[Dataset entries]
.....
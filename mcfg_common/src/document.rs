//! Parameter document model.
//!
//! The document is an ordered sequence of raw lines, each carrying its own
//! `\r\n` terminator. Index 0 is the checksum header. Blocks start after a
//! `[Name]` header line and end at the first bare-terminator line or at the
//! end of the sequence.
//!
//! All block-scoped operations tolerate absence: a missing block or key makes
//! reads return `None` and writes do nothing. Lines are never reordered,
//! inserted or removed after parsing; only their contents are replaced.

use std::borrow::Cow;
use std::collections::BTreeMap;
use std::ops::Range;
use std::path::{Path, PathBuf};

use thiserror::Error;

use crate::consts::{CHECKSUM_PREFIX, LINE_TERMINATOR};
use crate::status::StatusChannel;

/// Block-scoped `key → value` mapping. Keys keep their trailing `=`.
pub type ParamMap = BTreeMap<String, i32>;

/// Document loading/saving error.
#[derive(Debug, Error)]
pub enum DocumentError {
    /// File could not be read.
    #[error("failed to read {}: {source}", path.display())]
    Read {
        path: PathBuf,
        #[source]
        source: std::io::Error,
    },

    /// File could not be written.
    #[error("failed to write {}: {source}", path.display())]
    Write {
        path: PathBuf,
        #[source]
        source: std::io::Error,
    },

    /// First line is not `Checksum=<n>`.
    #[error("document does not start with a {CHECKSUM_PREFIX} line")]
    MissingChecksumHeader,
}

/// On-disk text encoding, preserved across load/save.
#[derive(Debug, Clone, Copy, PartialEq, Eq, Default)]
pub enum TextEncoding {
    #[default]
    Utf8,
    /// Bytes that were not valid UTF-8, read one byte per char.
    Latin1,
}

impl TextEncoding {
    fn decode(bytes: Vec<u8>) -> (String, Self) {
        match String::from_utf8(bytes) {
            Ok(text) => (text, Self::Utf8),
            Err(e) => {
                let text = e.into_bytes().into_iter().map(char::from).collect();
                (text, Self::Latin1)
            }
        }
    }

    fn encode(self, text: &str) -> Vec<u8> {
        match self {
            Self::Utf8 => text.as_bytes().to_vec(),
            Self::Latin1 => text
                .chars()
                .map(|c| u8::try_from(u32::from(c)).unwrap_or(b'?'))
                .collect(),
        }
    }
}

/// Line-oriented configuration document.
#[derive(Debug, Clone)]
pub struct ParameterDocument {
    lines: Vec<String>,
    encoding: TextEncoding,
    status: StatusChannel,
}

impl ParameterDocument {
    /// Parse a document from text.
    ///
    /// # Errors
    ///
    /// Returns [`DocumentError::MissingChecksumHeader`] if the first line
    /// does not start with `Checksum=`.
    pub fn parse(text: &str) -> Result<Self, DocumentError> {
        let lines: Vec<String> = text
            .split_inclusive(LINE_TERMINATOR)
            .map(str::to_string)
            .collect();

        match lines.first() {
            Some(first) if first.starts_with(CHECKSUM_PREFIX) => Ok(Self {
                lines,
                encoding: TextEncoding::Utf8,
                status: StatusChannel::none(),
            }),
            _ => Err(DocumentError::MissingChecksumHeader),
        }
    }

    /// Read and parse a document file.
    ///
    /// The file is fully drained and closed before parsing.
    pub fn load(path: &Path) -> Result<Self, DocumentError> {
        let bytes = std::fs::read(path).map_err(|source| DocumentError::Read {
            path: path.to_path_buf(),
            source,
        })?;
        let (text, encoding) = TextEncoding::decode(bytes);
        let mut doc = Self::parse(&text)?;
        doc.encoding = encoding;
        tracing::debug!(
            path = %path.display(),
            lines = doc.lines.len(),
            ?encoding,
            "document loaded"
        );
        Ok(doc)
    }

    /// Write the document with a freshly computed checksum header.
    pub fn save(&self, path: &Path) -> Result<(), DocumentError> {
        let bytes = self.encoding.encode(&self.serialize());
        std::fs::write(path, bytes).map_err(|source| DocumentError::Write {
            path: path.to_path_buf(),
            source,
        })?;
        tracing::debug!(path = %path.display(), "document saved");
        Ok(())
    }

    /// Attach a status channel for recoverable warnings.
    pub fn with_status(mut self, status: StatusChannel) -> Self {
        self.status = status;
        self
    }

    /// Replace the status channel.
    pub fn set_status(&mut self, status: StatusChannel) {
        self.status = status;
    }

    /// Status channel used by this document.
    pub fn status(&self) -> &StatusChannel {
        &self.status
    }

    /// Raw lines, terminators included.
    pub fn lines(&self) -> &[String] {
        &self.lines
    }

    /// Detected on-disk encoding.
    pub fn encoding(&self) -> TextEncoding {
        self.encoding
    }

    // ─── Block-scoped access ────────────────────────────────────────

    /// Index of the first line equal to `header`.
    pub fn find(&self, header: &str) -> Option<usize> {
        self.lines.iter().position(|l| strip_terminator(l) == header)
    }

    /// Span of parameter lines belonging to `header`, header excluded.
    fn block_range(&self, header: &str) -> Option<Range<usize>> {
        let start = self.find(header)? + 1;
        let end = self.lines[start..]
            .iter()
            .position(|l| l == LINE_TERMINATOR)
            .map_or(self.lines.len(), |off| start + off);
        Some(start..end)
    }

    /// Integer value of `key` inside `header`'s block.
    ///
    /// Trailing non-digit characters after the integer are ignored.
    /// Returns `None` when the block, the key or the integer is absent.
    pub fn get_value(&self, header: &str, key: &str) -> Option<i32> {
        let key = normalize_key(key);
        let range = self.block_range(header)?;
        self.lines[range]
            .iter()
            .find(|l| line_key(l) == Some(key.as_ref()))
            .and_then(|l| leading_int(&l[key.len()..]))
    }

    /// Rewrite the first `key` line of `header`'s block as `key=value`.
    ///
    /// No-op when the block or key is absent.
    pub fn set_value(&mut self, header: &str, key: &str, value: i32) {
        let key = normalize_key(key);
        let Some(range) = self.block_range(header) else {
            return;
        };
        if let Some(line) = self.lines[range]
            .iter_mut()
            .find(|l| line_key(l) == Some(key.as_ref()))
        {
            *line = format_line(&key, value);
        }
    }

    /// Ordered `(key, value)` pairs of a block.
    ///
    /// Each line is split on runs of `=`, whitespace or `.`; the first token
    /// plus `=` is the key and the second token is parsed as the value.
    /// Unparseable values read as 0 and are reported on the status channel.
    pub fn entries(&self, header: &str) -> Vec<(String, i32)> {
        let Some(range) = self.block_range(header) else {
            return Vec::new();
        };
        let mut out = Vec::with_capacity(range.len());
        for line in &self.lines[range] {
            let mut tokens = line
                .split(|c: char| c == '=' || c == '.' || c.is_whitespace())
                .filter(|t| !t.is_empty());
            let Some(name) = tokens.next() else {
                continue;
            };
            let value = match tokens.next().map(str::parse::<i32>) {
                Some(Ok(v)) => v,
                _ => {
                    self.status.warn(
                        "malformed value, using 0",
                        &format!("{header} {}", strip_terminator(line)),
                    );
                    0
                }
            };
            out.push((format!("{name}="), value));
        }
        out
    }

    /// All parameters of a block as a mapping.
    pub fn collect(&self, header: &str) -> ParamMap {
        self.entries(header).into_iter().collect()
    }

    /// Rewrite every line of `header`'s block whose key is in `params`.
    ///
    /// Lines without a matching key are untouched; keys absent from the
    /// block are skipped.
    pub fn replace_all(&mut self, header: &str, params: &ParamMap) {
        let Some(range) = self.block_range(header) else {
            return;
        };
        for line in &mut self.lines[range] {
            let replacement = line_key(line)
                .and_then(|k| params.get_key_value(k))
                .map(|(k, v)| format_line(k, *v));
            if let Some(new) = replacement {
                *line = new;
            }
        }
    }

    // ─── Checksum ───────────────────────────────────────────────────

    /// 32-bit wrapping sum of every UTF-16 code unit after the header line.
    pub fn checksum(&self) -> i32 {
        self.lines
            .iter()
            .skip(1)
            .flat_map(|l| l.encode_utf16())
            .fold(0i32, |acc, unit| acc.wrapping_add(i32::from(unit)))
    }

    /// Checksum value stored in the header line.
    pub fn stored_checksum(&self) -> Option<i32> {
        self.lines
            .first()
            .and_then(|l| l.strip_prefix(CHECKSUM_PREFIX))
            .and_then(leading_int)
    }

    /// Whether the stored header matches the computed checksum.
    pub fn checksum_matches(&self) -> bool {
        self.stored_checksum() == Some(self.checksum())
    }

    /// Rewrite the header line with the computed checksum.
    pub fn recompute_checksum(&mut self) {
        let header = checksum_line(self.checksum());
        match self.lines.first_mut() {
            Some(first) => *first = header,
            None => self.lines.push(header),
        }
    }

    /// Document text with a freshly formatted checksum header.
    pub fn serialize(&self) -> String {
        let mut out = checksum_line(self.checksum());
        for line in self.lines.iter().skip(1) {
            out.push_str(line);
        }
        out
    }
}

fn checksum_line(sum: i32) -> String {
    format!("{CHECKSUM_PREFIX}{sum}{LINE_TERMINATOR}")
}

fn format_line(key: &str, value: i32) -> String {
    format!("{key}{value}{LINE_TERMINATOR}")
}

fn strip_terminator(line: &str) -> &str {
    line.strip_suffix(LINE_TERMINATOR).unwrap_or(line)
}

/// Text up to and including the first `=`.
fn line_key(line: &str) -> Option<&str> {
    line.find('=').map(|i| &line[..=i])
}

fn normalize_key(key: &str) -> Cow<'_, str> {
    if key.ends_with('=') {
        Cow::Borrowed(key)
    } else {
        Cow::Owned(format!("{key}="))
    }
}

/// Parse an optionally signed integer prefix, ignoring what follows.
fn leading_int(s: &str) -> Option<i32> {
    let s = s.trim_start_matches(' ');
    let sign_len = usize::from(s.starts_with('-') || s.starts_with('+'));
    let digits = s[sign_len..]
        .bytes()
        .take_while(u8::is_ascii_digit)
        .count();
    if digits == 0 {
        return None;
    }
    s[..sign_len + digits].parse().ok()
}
.....
The line containing "fn decode(bytes: Vec<u8>)" marks the end. Please print exactly every line from the top of the data to it, both included, and nothing more.

Solution to this task:
filename mcfg_common/src/document.rs
//! Parameter document model.
//!
//! The document is an ordered sequence of raw lines, each carrying its own
//! `\r\n` terminator. Index 0 is the checksum header. Blocks start after a
//! `[Name]` header line and end at the first bare-terminator line or at the
//! end of the sequence.
//!
//! All block-scoped operations tolerate absence: a missing block or key makes
//! reads return `None` and writes do nothing. Lines are never reordered,
//! inserted or removed after parsing; only their contents are replaced.

use std::borrow::Cow;
use std::collections::BTreeMap;
use std::ops::Range;
use std::path::{Path, PathBuf};

use thiserror::Error;

use crate::consts::{CHECKSUM_PREFIX, LINE_TERMINATOR};
use crate::status::StatusChannel;

/// Block-scoped `key → value` mapping. Keys keep their trailing `=`.
pub type ParamMap = BTreeMap<String, i32>;

/// Document loading/saving error.
#[derive(Debug, Error)]
pub enum DocumentError {
    /// File could not be read.
    #[error("failed to read {}: {source}", path.display())]
    Read {
        path: PathBuf,
        #[source]
        source: std::io::Error,
    },

    /// File could not be written.
    #[error("failed to write {}: {source}", path.display())]
    Write {
        path: PathBuf,
        #[source]
        source: std::io::Error,
    },

    /// First line is not `Checksum=<n>`.
    #[error("document does not start with a {CHECKSUM_PREFIX} line")]
    MissingChecksumHeader,
}

/// On-disk text encoding, preserved across load/save.
#[derive(Debug, Clone, Copy, PartialEq, Eq, Default)]
pub enum TextEncoding {
    #[default]
    Utf8,
    /// Bytes that were not valid UTF-8, read one byte per char.
    Latin1,
}

impl TextEncoding {
    fn decode(bytes: Vec<u8>) -> (String, Self) {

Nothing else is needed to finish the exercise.